**Task details:** Show each line of the records in which the word "info" occurs.

====== Listed records ======

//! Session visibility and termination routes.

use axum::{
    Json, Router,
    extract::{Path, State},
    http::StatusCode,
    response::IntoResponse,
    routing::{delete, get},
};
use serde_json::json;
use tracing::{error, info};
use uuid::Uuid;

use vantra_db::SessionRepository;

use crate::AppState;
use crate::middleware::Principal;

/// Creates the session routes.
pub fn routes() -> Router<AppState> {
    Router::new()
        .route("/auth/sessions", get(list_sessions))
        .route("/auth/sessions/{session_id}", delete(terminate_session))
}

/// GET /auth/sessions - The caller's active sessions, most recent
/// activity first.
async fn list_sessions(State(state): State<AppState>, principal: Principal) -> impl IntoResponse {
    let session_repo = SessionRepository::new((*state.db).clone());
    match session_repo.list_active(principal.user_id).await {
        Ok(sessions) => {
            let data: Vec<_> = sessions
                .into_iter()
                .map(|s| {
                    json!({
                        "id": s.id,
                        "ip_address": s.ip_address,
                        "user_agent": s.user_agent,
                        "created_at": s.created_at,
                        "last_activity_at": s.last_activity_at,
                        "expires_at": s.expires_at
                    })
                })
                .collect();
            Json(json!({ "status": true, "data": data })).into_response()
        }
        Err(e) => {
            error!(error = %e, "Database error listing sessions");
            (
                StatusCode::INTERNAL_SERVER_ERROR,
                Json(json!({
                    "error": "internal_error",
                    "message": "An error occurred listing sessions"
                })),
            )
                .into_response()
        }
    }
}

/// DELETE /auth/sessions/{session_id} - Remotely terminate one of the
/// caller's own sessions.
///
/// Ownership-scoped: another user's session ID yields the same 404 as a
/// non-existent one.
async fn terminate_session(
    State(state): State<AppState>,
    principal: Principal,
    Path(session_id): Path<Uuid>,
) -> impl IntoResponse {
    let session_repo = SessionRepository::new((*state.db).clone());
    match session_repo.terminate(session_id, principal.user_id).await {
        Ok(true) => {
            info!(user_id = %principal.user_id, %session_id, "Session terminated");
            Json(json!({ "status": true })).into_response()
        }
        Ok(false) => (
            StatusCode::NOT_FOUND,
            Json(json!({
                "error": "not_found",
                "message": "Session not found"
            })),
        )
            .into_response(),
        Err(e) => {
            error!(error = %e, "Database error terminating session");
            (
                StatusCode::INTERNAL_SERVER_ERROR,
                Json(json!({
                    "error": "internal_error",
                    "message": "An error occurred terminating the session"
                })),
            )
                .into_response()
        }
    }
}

======

**Task result:**
use tracing::{error, info};
            info!(user_id = %principal.user_id, %session_id, "Session terminated");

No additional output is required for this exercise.